**TASK INSTRUCTIONS:**
From the line with "self.positions[i * 3] as" to the line with "and in range", retype every line exactly, including those two, and leave out the rest of the data below.

**SOURCE RECORDS:**
= = = = =

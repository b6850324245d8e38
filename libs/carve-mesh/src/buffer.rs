//! # Mesh Buffer
//!
//! Plain data model for a triangulated surface: flat position and normal
//! arrays plus optional triangle indices.

use config::constants::{MAX_TRIANGLES, MAX_VERTICES};
use glam::{DMat4, DVec3};
use serde::{Deserialize, Serialize};

use crate::error::GeometryError;

/// A triangle mesh as flat GPU-style buffers.
///
/// Positions and normals are `[x, y, z, x, y, z, ...]` with one normal per
/// position. When `indices` is absent the buffer is a non-indexed triangle
/// soup: every 3 consecutive vertices form one face.
///
/// Geometry calculations upcast to f64; f32 is the storage and transfer
/// format.
///
/// Buffers are exclusively owned by whichever stage currently holds them
/// and are moved, never shared, across stage boundaries.
///
/// # Example
///
/// ```rust
/// use carve_mesh::MeshBuffer;
/// use glam::DVec3;
///
/// let mut mesh = MeshBuffer::new();
/// mesh.push_vertex(DVec3::new(0.0, 0.0, 0.0), DVec3::Z);
/// mesh.push_vertex(DVec3::new(1.0, 0.0, 0.0), DVec3::Z);
/// mesh.push_vertex(DVec3::new(0.0, 1.0, 0.0), DVec3::Z);
/// assert_eq!(mesh.triangle_count(), 1);
/// ```
#[derive(Debug, Clone, Default, PartialEq, Serialize, Deserialize)]
pub struct MeshBuffer {
    /// Vertex positions as [x, y, z, x, y, z, ...]
    pub positions: Vec<f32>,
    /// Vertex normals, same length as positions
    pub normals: Vec<f32>,
    /// Triangle indices; absent means non-indexed soup
    pub indices: Option<Vec<u32>>,
}

impl MeshBuffer {
    /// Creates an empty, non-indexed buffer.
    pub fn new() -> Self {
        Self::default()
    }

    /// Creates a buffer with pre-allocated capacity.
    pub fn with_capacity(vertex_count: usize) -> Self {
        Self {
            positions: Vec::with_capacity(vertex_count * 3),
            normals: Vec::with_capacity(vertex_count * 3),
            indices: None,
        }
    }

    /// Returns the number of vertices.
    #[inline]
    pub fn vertex_count(&self) -> usize {
        self.positions.len() / 3
    }

    /// Returns the number of triangles.
    #[inline]
    pub fn triangle_count(&self) -> usize {
        match &self.indices {
            Some(indices) => indices.len() / 3,
            None => self.vertex_count() / 3,
        }
    }

    /// Returns true if the buffer has no triangles.
    #[inline]
    pub fn is_empty(&self) -> bool {
        self.triangle_count() == 0
    }

    /// Returns the position of vertex `i`.
    #[inline]
    pub fn position(&self, i: usize) -> DVec3 {
        DVec3::new(
            self.positions[i * 3] as f64,
            self.positions[i * 3 + 1] as f64,
            self.positions[i * 3 + 2] as f64,
        )
    }

    /// Returns the normal of vertex `i`.
    #[inline]
    pub fn normal(&self, i: usize) -> DVec3 {
        DVec3::new(
            self.normals[i * 3] as f64,
            self.normals[i * 3 + 1] as f64,
            self.normals[i * 3 + 2] as f64,
        )
    }

    /// Appends a vertex with its normal.
    pub fn push_vertex(&mut self, position: DVec3, normal: DVec3) {
        self.positions.push(position.x as f32);
        self.positions.push(position.y as f32);
        self.positions.push(position.z as f32);
        self.normals.push(normal.x as f32);
        self.normals.push(normal.y as f32);
        self.normals.push(normal.z as f32);
    }

    /// Returns the three vertex ids of face `face`, resolving indices.
    #[inline]
    pub fn face_vertices(&self, face: usize) -> [usize; 3] {
        match &self.indices {
            Some(indices) => [
                indices[face * 3] as usize,
                indices[face * 3 + 1] as usize,
                indices[face * 3 + 2] as usize,
            ],
            None => [face * 3, face * 3 + 1, face * 3 + 2],
        }
    }

    /// Validates the buffer against the data-model invariants.
    ///
    /// Checks:
    /// - position array is vertex-aligned and matches the normal array
    /// - indices (if present) are triangle-aligned and in range
    /// - non-indexed buffers contain whole triangles
    /// - safety limits on vertex/triangle counts
    ///
    /// A violation is a programming error in the caller and is returned as
    /// [`GeometryError::InvalidInput`].
    pub fn validate(&self) -> Result<(), GeometryError> {
        if self.positions.len() % 3 != 0 {
            return Err(GeometryError::invalid_input(format!(
                "position array length {} is not a multiple of 3",
                self.positions.len()
            )));
        }
        if self.normals.len() != self.positions.len() {
            return Err(GeometryError::invalid_input(format!(
                "normal array length {} does not match position array length {}",
                self.normals.len(),
                self.positions.len()
            )));
        }

        let vertex_count = self.vertex_count();
        if vertex_count > MAX_VERTICES {
            return Err(GeometryError::invalid_input(format!(
                "vertex count {} exceeds limit {}",
                vertex_count, MAX_VERTICES
            )));
        }

        match &self.indices {
            Some(indices) => {
                if indices.len() % 3 != 0 {
                    return Err(GeometryError::invalid_input(format!(
                        "index array length {} is not a multiple of 3",
                        indices.len()
                    )));
                }
                if indices.len() / 3 > MAX_TRIANGLES {
                    return Err(GeometryError::invalid_input(format!(
                        "triangle count {} exceeds limit {}",
                        indices.len() / 3,
                        MAX_TRIANGLES
                    )));
                }
                if let Some(&bad) = indices.iter().find(|&&i| i as usize >= vertex_count) {
                    return Err(GeometryError::invalid_input(format!(
                        "index {} out of range for {} vertices",
                        bad, vertex_count
                    )));
                }
            }
            None => {
                if vertex_count % 3 != 0 {
                    return Err(GeometryError::invalid_input(format!(
                        "non-indexed buffer with {} vertices is not whole triangles",
                        vertex_count
                    )));
                }
                if vertex_count / 3 > MAX_TRIANGLES {
                    return Err(GeometryError::invalid_input(format!(
                        "triangle count {} exceeds limit {}",
                        vertex_count / 3,
                        MAX_TRIANGLES
                    )));
                }
            }
        }

        Ok(())
    }

    /// Expands the buffer into non-indexed triangle soup.
    ///
    /// Per-face attribute values are preserved; a non-indexed buffer is
    /// returned unchanged.
    pub fn deindexed(self) -> MeshBuffer {
        let indices = match self.indices {
            Some(ref indices) => indices,
            None => return self,
        };

        let mut out = MeshBuffer::with_capacity(indices.len());
        for &i in indices {
            out.push_vertex(self.position(i as usize), self.normal(i as usize));
        }
        out
    }

    /// Merges another buffer into this one.
    ///
    /// If the indexing modes differ, both are expanded to soup first.
    pub fn merge(&mut self, other: MeshBuffer) {
        match (&mut self.indices, &other.indices) {
            (None, None) => {
                self.positions.extend_from_slice(&other.positions);
                self.normals.extend_from_slice(&other.normals);
            }
            (Some(indices), Some(other_indices)) => {
                let offset = (self.positions.len() / 3) as u32;
                indices.extend(other_indices.iter().map(|&i| i + offset));
                self.positions.extend_from_slice(&other.positions);
                self.normals.extend_from_slice(&other.normals);
            }
            _ => {
                let mut soup = std::mem::take(self).deindexed();
                soup.merge(other.deindexed());
                *self = soup;
            }
        }
    }

    /// Computes the axis-aligned bounding box.
    ///
    /// Returns (min, max) corners; zero for an empty buffer.
    pub fn bounding_box(&self) -> (DVec3, DVec3) {
        if self.positions.is_empty() {
            return (DVec3::ZERO, DVec3::ZERO);
        }

        let mut min = self.position(0);
        let mut max = min;
        for i in 1..self.vertex_count() {
            let p = self.position(i);
            min = min.min(p);
            max = max.max(p);
        }
        (min, max)
    }

    /// Recomputes normals from the current topology.
    ///
    /// Non-indexed buffers get flat per-face normals; indexed buffers get
    /// area-weighted per-vertex normals accumulated across incident faces.
    pub fn compute_normals(&mut self) {
        match &self.indices {
            None => {
                for face in 0..self.triangle_count() {
                    let v0 = self.position(face * 3);
                    let v1 = self.position(face * 3 + 1);
                    let v2 = self.position(face * 3 + 2);
                    let n = (v1 - v0).cross(v2 - v0).normalize_or_zero();
                    for corner in 0..3 {
                        let base = (face * 3 + corner) * 3;
                        self.normals[base] = n.x as f32;
                        self.normals[base + 1] = n.y as f32;
                        self.normals[base + 2] = n.z as f32;
                    }
                }
            }
            Some(_) => {
                let mut accum = vec![DVec3::ZERO; self.vertex_count()];
                for face in 0..self.triangle_count() {
                    let [i0, i1, i2] = self.face_vertices(face);
                    let v0 = self.position(i0);
                    let v1 = self.position(i1);
                    let v2 = self.position(i2);
                    let n = (v1 - v0).cross(v2 - v0);
                    accum[i0] += n;
                    accum[i1] += n;
                    accum[i2] += n;
                }
                for (i, n) in accum.iter().enumerate() {
                    let n = n.normalize_or_zero();
                    self.normals[i * 3] = n.x as f32;
                    self.normals[i * 3 + 1] = n.y as f32;
                    self.normals[i * 3 + 2] = n.z as f32;
                }
            }
        }
    }

    /// Transforms all vertices by a 4x4 matrix.
    ///
    /// Normals use the inverse transpose so non-uniform scale keeps them
    /// perpendicular.
    pub fn transform(&mut self, matrix: &DMat4) {
        let normal_matrix = matrix.inverse().transpose();
        for i in 0..self.vertex_count() {
            let p = matrix.transform_point3(self.position(i));
            self.positions[i * 3] = p.x as f32;
            self.positions[i * 3 + 1] = p.y as f32;
            self.positions[i * 3 + 2] = p.z as f32;

            let n = normal_matrix
                .transform_vector3(self.normal(i))
                .normalize_or_zero();
            self.normals[i * 3] = n.x as f32;
            self.normals[i * 3 + 1] = n.y as f32;
            self.normals[i * 3 + 2] = n.z as f32;
        }
    }

    /// Signed volume of the enclosed solid via the divergence theorem.
    ///
    /// Positive for outward-wound closed surfaces. Meaningful only for
    /// closed meshes; used by the boolean sanity tests.
    pub fn signed_volume(&self) -> f64 {
        let mut volume = 0.0;
        for face in 0..self.triangle_count() {
            let [i0, i1, i2] = self.face_vertices(face);
            let v0 = self.position(i0);
            let v1 = self.position(i1);
            let v2 = self.position(i2);
            volume += v0.dot(v1.cross(v2)) / 6.0;
        }
        volume
    }
}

= = = = =

**OUTPUT BELOW:**
            self.positions[i * 3] as f64,
            self.positions[i * 3 + 1] as f64,
            self.positions[i * 3 + 2] as f64,
        )
    }

    /// Returns the normal of vertex `i`.
    #[inline]
    pub fn normal(&self, i: usize) -> DVec3 {
        DVec3::new(
            self.normals[i * 3] as f64,
            self.normals[i * 3 + 1] as f64,
            self.normals[i * 3 + 2] as f64,
        )
    }

    /// Appends a vertex with its normal.
    pub fn push_vertex(&mut self, position: DVec3, normal: DVec3) {
        self.positions.push(position.x as f32);
        self.positions.push(position.y as f32);
        self.positions.push(position.z as f32);
        self.normals.push(normal.x as f32);
        self.normals.push(normal.y as f32);
        self.normals.push(normal.z as f32);
    }

    /// Returns the three vertex ids of face `face`, resolving indices.
    #[inline]
    pub fn face_vertices(&self, face: usize) -> [usize; 3] {
        match &self.indices {
            Some(indices) => [
                indices[face * 3] as usize,
                indices[face * 3 + 1] as usize,
                indices[face * 3 + 2] as usize,
            ],
            None => [face * 3, face * 3 + 1, face * 3 + 2],
        }
    }

    /// Validates the buffer against the data-model invariants.
    ///
    /// Checks:
    /// - position array is vertex-aligned and matches the normal array
    /// - indices (if present) are triangle-aligned and in range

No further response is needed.